Create dataset loader for SREDFM #48

SamuelCahyawijaya · 2023-11-14T11:05:39Z

Dataloader name: sredfm/sredfm.py
DataCatalogue: http://seacrowd.github.io/seacrowd-catalogue/card.html?sredfm

Dataset	sredfm
Description	SREDFM is an automatically annotated dataset for relation extraction task covering 18 languages, 400 relation types, 13 entity types, totaling more than 40 million triplet instances. SREDFM includes Vietnamnese.
Subsets	SREDFM_vi
Languages	vie
Tasks	Relation Extraction
License	Creative Commons Attribution Share Alike 4.0 (cc-by-sa-4.0)
Homepage	https://github.com/babelscape/rebel
HF URL	https://huggingface.co/datasets/Babelscape/SREDFM
Paper URL	https://aclanthology.org/2023.acl-long.237/

The text was updated successfully, but these errors were encountered:

sabilmakbar · 2023-11-20T09:50:23Z

This is interesting, I'll take this first and see whether this can be done under a week, else I might release the task to others.

Btw, @SamuelCahyawijaya do we have a increasing bonus system after some time if the issue hasn't been picked up by anyone?

sabilmakbar · 2023-11-20T09:50:33Z

#self-assign

sabilmakbar · 2023-12-02T18:03:19Z

I'll start on this once #62 has been reviewed. Will start it by next week.

github-actions · 2023-12-17T02:07:40Z

Hi, may I know if you are still working on this issue? Please let @holylovenia @SamuelCahyawijaya @sabilmakbar know if you need any help.

sabilmakbar · 2023-12-18T17:05:41Z

Will try to get this done by EoW (since my other dataloader has been merged recently)

github-actions · 2024-01-02T02:05:42Z

Hi, may I know if you are still working on this issue? Please let @holylovenia @SamuelCahyawijaya @sabilmakbar know if you need any help.

sabilmakbar · 2024-01-03T02:40:09Z

Ugh, didn't have the chance to do this. will release this and see if anyone else can take this instead.

khelli07 · 2024-01-04T09:15:01Z

#self-assign

github-actions · 2024-01-19T02:07:27Z

Hi, may I know if you are still working on this issue?
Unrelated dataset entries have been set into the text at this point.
#[cfg(test)]
mod tests {
    use super::*;
    use crate::measure::ContentKind;

    /// Every label is 20x10; titles are 40x12
    struct FixedMeasurer;

    impl ContentMeasurer for FixedMeasurer {
        fn measure(&self, _content: &str, kind: ContentKind) -> Size {
            match kind {
                ContentKind::Label => Size::new(20.0, 10.0),
                ContentKind::Title => Size::new(40.0, 12.0),
            }
        }
    }

    fn ctx(view: ViewContext) -> LayoutContext<'static> {
        LayoutContext::new(view, &FixedMeasurer, 0.0)
    }

    fn bottom_axis() -> Axis {
        let mut axis = Axis::numerical(AxisType::First)
            .with_range(0.0, 100.0)
            .with_major_step(25.0);
        axis.update();
        axis
    }

    #[test]
    fn test_horizontal_desired_size_and_margin() {
        let mut axis = bottom_axis().with_title("Time");
        axis.measure(Size::new(400.0, 300.0), &ctx(ViewContext::default()));

        // line 1 + tick 5 + label 10 + title 12
        assert_eq!(axis.desired_size(), Size::new(0.0, 28.0));
        assert_eq!(axis.desired_margin(), Thickness::new(0.0, 0.0, 10.0, 0.0));
    }

    #[test]
    fn test_clipped_last_label_needs_no_margin() {
        let mut axis = bottom_axis().with_last_label_visibility(AxisLastLabelVisibility::Clip);
        axis.measure(Size::new(400.0, 300.0), &ctx(ViewContext::default()));
        assert!(axis.desired_margin().is_zero());
    }

    #[test]
    fn test_multiline_rows_grow_as_width_shrinks() {
        let mut axis = bottom_axis().with_label_fit_mode(AxisLabelFitMode::MultiLine);
        let context = ctx(ViewContext::default());

        // 5 labels x 20 = 100 wide
        axis.measure(Size::new(400.0, 300.0), &context);
        assert_eq!(axis.desired_size().height, 16.0);

        axis.measure(Size::new(60.0, 300.0), &context);
        assert_eq!(axis.desired_size().height, 26.0);
    }

    #[test]
    fn test_horizontal_arrange() {
        let mut axis = bottom_axis();
        let context = ctx(ViewContext::default());
        axis.measure(Size::new(200.0, 100.0), &context);
        axis.arrange(Rect::new(30.0, 80.0, 200.0, 16.0), &context);

        let ticks = axis.ticks();
        assert_eq!(ticks[0].layout_slot, Rect::new(30.0, 80.0, 1.0, 5.0));
        assert_eq!(ticks[2].layout_slot.x, 130.0);
        assert_eq!(ticks[4].layout_slot.x, 230.0);
        assert_eq!(axis.labels()[2].layout_slot, Rect::new(120.0, 85.0, 20.0, 10.0));

        axis.apply_layout_rounding(&context.view);
        assert_eq!(axis.ticks()[4].layout_slot.x, 229.0);
    }

    #[test]
    fn test_vertical_measure_and_arrange() {
        let mut axis = Axis::numerical(AxisType::Second)
            .with_range(0.0, 10.0)
            .with_major_step(5.0);
        axis.update();
        let context = ctx(ViewContext::default());
        axis.measure(Size::new(200.0, 100.0), &context);

        assert_eq!(axis.desired_size(), Size::new(26.0, 0.0));
        assert_eq!(axis.desired_margin(), Thickness::new(0.0, 5.0, 0.0, 0.0));

        axis.arrange(Rect::new(0.0, 0.0, 26.0, 100.0), &context);
        let ticks = axis.ticks();
        assert_eq!(ticks[0].layout_slot.y, 100.0);
        assert_eq!(ticks[1].layout_slot.y, 50.0);
        assert_eq!(ticks[2].layout_slot.y, 0.0);
        assert_eq!(ticks[1].layout_slot.x, 21.0);
        assert_eq!(axis.labels()[1].layout_slot, Rect::new(1.0, 45.0, 20.0, 10.0));
    }

    #[test]
    fn test_zoomed_visible_range() {
        let axis = bottom_axis();
        let view = ViewContext {
            plot_origin_x: -0.5,
            zoom_width: 2.0,
            ..ViewContext::default()
        };
        assert_eq!(axis.strategy_visible_range(&view), (0.25, 0.75));

        let mut vertical = Axis::numerical(AxisType::Second);
        vertical.set_strategy(AxisLayoutStrategy::Vertical);
        let view = ViewContext {
            zoom_height: 2.0,
            ..ViewContext::default()
        };
        assert_eq!(vertical.strategy_visible_range(&view), (0.5, 1.0));
    }

    #[test]
    fn test_ticks_outside_clip_are_hidden() {
        let mut axis = bottom_axis();
        let view = ViewContext {
            zoom_width: 2.0,
            ..ViewContext::default()
        };
        let context = ctx(view);
        axis.measure(Size::new(100.0, 100.0), &context);
        axis.arrange(Rect::new(0.0, 0.0, 100.0, 16.0), &context);
        axis.update_ticks_visibility(&Rect::new(0.0, 0.0, 100.0, 100.0));

        // ticks beyond the visible half plus one step are not generated at all
        let visible: Vec<bool> = axis.ticks().iter().map(|t| t.is_visible).collect();
        assert_eq!(visible, vec![true, true, false, false]);
        assert!(axis.labels()[1].is_visible);
        assert!(!axis.labels()[3].is_visible);
    }

    #[test]
    fn test_radial_margins_are_symmetric() {
        let mut axis = Axis::radial_numerical().with_major_step(90.0);
        axis.set_strategy(AxisLayoutStrategy::Radial);
        axis.update();
        let context = ctx(ViewContext::default());
        axis.measure(Size::new(200.0, 200.0), &context);

        // labels overhang by their full size at the four compass points, plus line and tick
        let margin = axis.desired_margin();
        assert_eq!(margin, Thickness::new(26.0, 16.0, 26.0, 16.0));
        assert_eq!(axis.desired_size(), Size::new(200.0, 200.0));

        axis.arrange(Rect::new(0.0, 0.0, 200.0, 200.0), &context);
        // angle 0 maps to the right-hand side of the circle
        let tick = axis.ticks()[0].layout_slot;
        assert!((tick.x - 174.0).abs() < 1e-9);
        assert!((tick.y - 100.0).abs() < 1e-9);
    }
}
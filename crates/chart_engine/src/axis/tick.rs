//! Ticks, labels and titles produced by an axis

use chart_geometry::{Rect, Size};
use serde::{Deserialize, Serialize};

/// Where a tick sits in the tick sequence
#[derive(Debug, Clone, Copy, PartialEq, Eq, Serialize, Deserialize)]
pub enum TickPosition {
    First,
    Inner,
    Last,
}

/// A major tick mark
#[derive(Debug, Clone, PartialEq)]
pub struct AxisTick {
    /// Domain value of the tick (a number, or a category index)
    pub value: f64,
    /// Position along the axis in `[0, 1]`, flipped for inverse axes
    pub normalized_value: f64,
    pub position: TickPosition,
    /// Index into the axis label list when the tick carries a label
    pub label: Option<usize>,
    pub layout_slot: Rect,
    pub is_visible: bool,
}

impl AxisTick {
    pub(crate) fn new(value: f64, normalized_value: f64) -> Self {
        Self {
            value,
            normalized_value,
            position: TickPosition::Inner,
            label: None,
            layout_slot: Rect::default(),
            is_visible: true,
        }
    }
}

/// A tick label
#[derive(Debug, Clone, PartialEq)]
pub struct AxisLabel {
    pub content: String,
    /// Position along the axis in `[0, 1]`
    pub normalized_position: f64,
    /// Measured size; `None` until the host measurer has seen the label
    pub desired_size: Option<Size>,
    pub layout_slot: Rect,
    pub is_visible: bool,
}

impl AxisLabel {
    pub(crate) fn new(content: String, normalized_position: f64) -> Self {
        Self {
            content,
            normalized_position,
            desired_size: None,
            layout_slot: Rect::default(),
            is_visible: true,
        }
    }

    pub fn size(&self) -> Size {
        self.desired_size.unwrap_or(Size::EMPTY)
    }
}

/// Optional axis title
#[derive(Debug, Clone, Default, PartialEq)]
pub struct AxisTitle {
    pub content: Option<String>,
    pub desired_size: Option<Size>,
    pub layout_slot: Rect,
}

impl AxisTitle {
    pub fn size(&self) -> Size {
        self.desired_size.unwrap_or(Size::EMPTY)
    }
}

/// Format a numeric tick value without trailing zeros
pub fn format_tick_value(value: f64) -> String {
    if value == 0.0 {
        // avoids "-0"
        return "0".to_string();
    }
    if value.fract() == 0.0 && value.abs() < 1e15 {
        return format!("{:.0}", value);
    }

    let formatted = format!("{:.10}", value);
    formatted.trim_end_matches('0').trim_end_matches('.').to_string()
}

/// Apply a label format such as `"{} %"` or `"${0}"` to label content
pub fn apply_label_format(format: &str, content: &str) -> String {
    if format.is_empty() {
        return content.to_string();
    }
    if format.contains("{0}") {
        return format.replace("{0}", content);
    }
    if format.contains("{}") {
        return format.replacen("{}", content, 1);
    }
    format.to_string()
}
Please let @holylovenia @SamuelCahyawijaya @sabilmakbar know if you need any help.

khelli07 · 2024-01-19T15:56:27Z

Hi, I did worked on this. The dataloader works, but apparently the test are hard to get passed, especially the seacrowd schema one. IIRC, I was having issues with IDs (duplicate). Currently have no time yet to fix it.

github-actions · 2024-02-04T02:02:26Z

Hi @, may I know if you are still working on this issue? Please let @holylovenia @SamuelCahyawijaya @sabilmakbar know if you need any help.

khelli07 · 2024-02-05T05:46:34Z

Currently discussing it with @SamuelCahyawijaya

khelli07 · 2024-02-17T05:38:43Z

Basically I got two problems

Spacing problem (the text and text offset asserted not equal. The content is the same, but the spacing is different)
Id uniqueness problem

For second problem, I am still not sure why because:

For source schema, I assume it only checks the yielded id (the yield ..., { ... } at the example loop)
So for ID uniqueness, it is most likely coming from the seacrowd shema, BUT assuming that this is the ids the test check
"id": example["docid"], --> skip the same doc id
"passages": passages, --> use custom id (counter)
"entities": entities, --> counter
"relations": relations, --> counter

Can look at the current full code here

holylovenia · 2024-02-19T06:55:20Z

Basically I got two problems

Spacing problem (the text and text offset asserted not equal. The content is the same, but the spacing is different)

Id uniqueness problem

For second problem, I am still not sure why because:

For source schema, I assume it only checks the yielded id (the yield ..., { ... } at the example loop)

So for ID uniqueness, it is most likely coming from the seacrowd shema, BUT assuming that this is the ids the test check
"id": example["docid"], --> skip the same doc id
"passages": passages, --> use custom id (counter)
"entities": entities, --> counter
"relations": relations, --> counter

Can look at the current full code here

Hi @khelli07, are you still discussing it with @SamuelCahyawijaya or do you guys need another pair of eyes?

khelli07 · 2024-02-20T02:46:16Z

I think @SamuelCahyawijaya is currently busy. Might need another help.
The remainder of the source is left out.